There are so many things
in my heart following this crazy rollercoaster of a week that began with the
death of my dear father-in-law last Wednesday and continued through his funeral
on Thursday, my return to New York without Joan on Friday, our beautiful
musical Shabbat on Friday evening, the remarkable Shabbat morning service
featuring remarks by Rabbi Carl Perkins (my friend of many, many years), the
Gold Plate Dinner itself on Sunday, Joan’s return to Long Island on Monday, and
the next few days of shiva observance in our home. You could say it’s
been a busy week!
Any one of the above
could turn into a blog post in its own right. But I thought I’d write this
week not about any of it but about all of all, about the experience of knitting
so many discordant themes and diverse obligations and opportunities into a
coherent whole. Because, in the end, isn’t that what life itself is like, only
just not usually quite that concentrated? We dance through the years of
our lives, after all, and, as the music changes to suit the occasion, we dance
differently: slower or faster, in our partner’s arms or merely facing each
other, in step with the other couples on the dance floor or fully on our own
and without reference to anyone else. But, at least for as long as we can, we
keep dancing. When the pace actually gets a bit dizzying, as happened to me
this last week, we finally force ourselves to take note of what we’re doing.
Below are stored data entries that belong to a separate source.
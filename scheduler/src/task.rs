//! The scheduler's wrapper around a user action (spec.md §3, §4.4).
use std::collections::HashSet;
use std::sync::atomic::{AtomicU64, Ordering};
use std::sync::Mutex;

use log::{debug, warn};

use crate::action::{Action, Outcome};
use crate::config::SchedulerConfig;
use crate::tag::Tag;

/// Stable identity used for equality, hashing, and as the graph's vertex
/// payload (spec.md §3).
#[derive(Debug, Clone, Copy, PartialEq, Eq, Hash, PartialOrd, Ord)]
pub struct TaskId(u64);

impl TaskId {
    fn next() -> Self {
        static COUNTER: AtomicU64 = AtomicU64::new(0);
        TaskId(COUNTER.fetch_add(1, Ordering::Relaxed))
    }
}

struct TaskState {
    enabled: bool,
    executing: bool,
    /// Set when the most recent disable came from a `DisableOnce` outcome,
    /// so the scheduler can restore `enabled` between passes (spec.md §9,
    /// Open Questions).
    disabled_once: bool,
}

/// The scheduler's wrapper around an `Action`.
///
/// Enforces at most one concurrent `execute()` and drives the retry loop.
/// Mutable state is guarded by the wrapper's own lock, independent of the
/// scheduler's lock (spec.md §3, "Ownership").
pub struct TaskHandle {
    id: TaskId,
    action: Box<dyn Action>,
    state: Mutex<TaskState>,
    tags: Mutex<HashSet<Tag>>,
}

/// Internal-bug condition: caller violated the "at most one concurrent
/// `execute()`" contract. Not part of `SchedulerError` because it can only
/// be triggered by a defect in the scheduler itself, never by a caller.
#[derive(Debug)]
pub struct ReentrantExecuteError;

impl TaskHandle {
    pub fn new(action: Box<dyn Action>) -> Self {
        // `Action::tags()` returns plain names; the registry-backed `Tag`
        // values are attached by the scheduler via `Task::tag`, since only
        // the scheduler holds a `TagRegistry` reference.
        Self {
            id: TaskId::next(),
            action,
            state: Mutex::new(TaskState {
                enabled: true,
                executing: false,
                disabled_once: false,
            }),
            tags: Mutex::new(HashSet::new()),
        }
    }

    pub fn id(&self) -> TaskId {
        self.id
    }

    pub fn action(&self) -> &dyn Action {
        self.action.as_ref()
    }

    pub fn name(&self) -> &str {
        self.action.name()
    }

    pub fn tag(&self, tags: impl IntoIterator<Item = Tag>) {
        self.tags.lock().unwrap().extend(tags);
    }

    pub fn untag(&self, tags: impl IntoIterator<Item = Tag>) {
        let mut held = self.tags.lock().unwrap();
        for tag in tags {
            held.remove(&tag);
        }
    }

    pub fn tags(&self) -> HashSet<Tag> {
        self.tags.lock().unwrap().clone()
    }

    /// The action's own default tags (spec.md §6, `getActionTags()`),
    /// distinct from `tags()`, which returns the registry-backed `Tag`
    /// values attached via `Scheduler::tag`.
    pub fn action_tags(&self) -> Vec<String> {
        self.action.tags()
    }

    pub fn is_executing(&self) -> bool {
        self.state.lock().unwrap().executing
    }

    /// Combines the wrapper's own `enabled` flag with the action's
    /// enablement (spec.md §3): both must be true.
    pub fn is_enabled(&self) -> bool {
        self.state.lock().unwrap().enabled && self.action.is_enabled()
    }

    /// Sets `enabled = false` iff the task is not currently executing.
    /// Returns whether the task is disabled after the call, so a caller can
    /// tell a successful disable from one deferred because the task was
    /// mid-execution (spec.md §4.7).
    pub fn disable(&self) -> bool {
        let mut state = self.state.lock().unwrap();
        if !state.executing {
            state.enabled = false;
            state.disabled_once = false;
        }
        !state.enabled
    }

    /// Restores `enabled` for a task that was disabled only for the
    /// duration of the previous pass via a `DisableOnce` outcome.
    pub fn restore_after_pass(&self) {
        let mut state = self.state.lock().unwrap();
        if state.disabled_once {
            state.enabled = true;
            state.disabled_once = false;
        }
    }

    /// Runs the execute-once-at-a-time, retry-enforcing wrapper around the
    /// action (spec.md §4.4).
    ///
    /// # Panics
    /// If `execute()` is called while another invocation on the same task is
    /// already in progress — this is always a scheduler bug, never a
    /// condition a caller can hit through the public API.
    pub fn execute(&self, config: &SchedulerConfig) -> Outcome {
        {
            let mut state = self.state.lock().unwrap();
            if state.executing {
                drop(state);
                panic!(
                    "task {:?} ({}): execute() called while already executing",
                    self.id,
                    self.name()
                );
            }
            if !(state.enabled && self.action.is_enabled()) {
                debug!("task {} is disabled; skipping perform()", self.name());
                return Outcome::Disable;
            }
            state.executing = true;
        }

        // Guaranteed-release guard: clears `executing` on every exit path,
        // including an unwinding panic from `perform`, mirroring the
        // latch-release discipline spec.md §4.5/§7 requires of the pool.
        struct ExecutingGuard<'a>(&'a Mutex<TaskState>);
        impl Drop for ExecutingGuard<'_> {
            fn drop(&mut self) {
                self.0.lock().unwrap().executing = false;
            }
        }
        let _guard = ExecutingGuard(&self.state);

        let mut outcome = self.action.perform();
        let mut retries = 0u32;
        while matches!(outcome, Outcome::Failure)
            && self.action.can_retry()
            && retries < config.max_activity_retry
        {
            warn!(
                "task {} failed, retrying ({}/{})",
                self.name(),
                retries + 1,
                config.max_activity_retry
            );
            outcome = self.action.perform();
            retries += 1;
        }

        if matches!(outcome, Outcome::Failure | Outcome::Disable | Outcome::DisableOnce) {
            let mut state = self.state.lock().unwrap();
            state.enabled = false;
            state.disabled_once = matches!(outcome, Outcome::DisableOnce);
        }

        outcome
    }
}

impl std::fmt::Debug for TaskHandle {
    fn fmt(&self, f: &mut std::fmt::Formatter<'_>) -> std::fmt::Result {
        write!(f, "TaskHandle({:?}, {})", self.id, self.name())
    }
}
But most of the time, we’re too pre-occupied for that kind of focused
introspection and we just keep on keepin’ on, twirlin’ and swirlin’ to the
music, happy still to be standing, still to be moving, still to be dancing in
the moonlight. (Just for the record,
“Dancing in the Moonlight” by King Harvest was my favorite record of 1972, the
year I left for my junior year of university in France. I knew you’d all want
to know that.) And the music is always there, always audible, always
present—just usually in the background. And then something happens—sometimes a
single event, but other times a strange concatenation of unrelated events—and
suddenly, almost out of the blue, there we are in the moonlight as the world
falls away and we are suddenly on the dance floor all by ourselves.
That’s what this last
week was like.
Since I mentioned one of
my favorite songs from my college years, I’ll also mention one of my favorite
books, The Wisdom of Insecurity by Alan Watts. Watts, now forgotten by
most, was a remarkable and well-known figure in his day and a great author. The
child of devout Anglican parents, he eventually forsook Christianity to become
a Buddhist monk, then went on to write any number of books I treasured as a
young person. Of them all, however, The Wisdom of Insecurity is the one
that had the greatest effect on me. He begins by observing that, just like
people, animals also age as they pass through the years. They get older, then
sicker, then weaker. And eventually they die, just as do we all. But the
difference between animals and people is that, whereas we are consumed with
anxiety about all of it (by which I mean: the aging process, the possibility of
illness, the fear of incapacity, the opacity of death itself and our inability
to see past it other than in our mostly made-up fantasies, the whole concept
of growing more frail and less hale as we age, etc.), animals don’t seem to
worry at all about following the natural trajectory of their lives. In fact,
they seem far better at facing it all than any of us is. And so, as they become
less strong and less able, they just move through those stages of their lives
the way they’ve already moved through the earlier ones, possibly even not
noticing the diminution of ability as it devolves upon them, and simply growing
into new version of themselves without seeming to find that concept upsetting
or off-putting. Growth, they appear wordlessly to be saying, may not be always
positive, but it is invariably normal.
And so is the anxiety
growth naturally engenders. In his book, Watts teaches that the insecurity that
the aging process engenders in all of us is not a bad thing and certainly not
something to try to deny or avoid. There is, he wrote, great wisdom in
insecurity, in accepting the fact that we have no idea what the next day will
bring (which idea would presumably be totally foreign to animals), that we
cannot control the universe as we decline any more than we could when we were young
people growing more strong and more capable with each passing year of childhood
and adolescence. And it is from that insecurity that wisdom comes. (Or can come.)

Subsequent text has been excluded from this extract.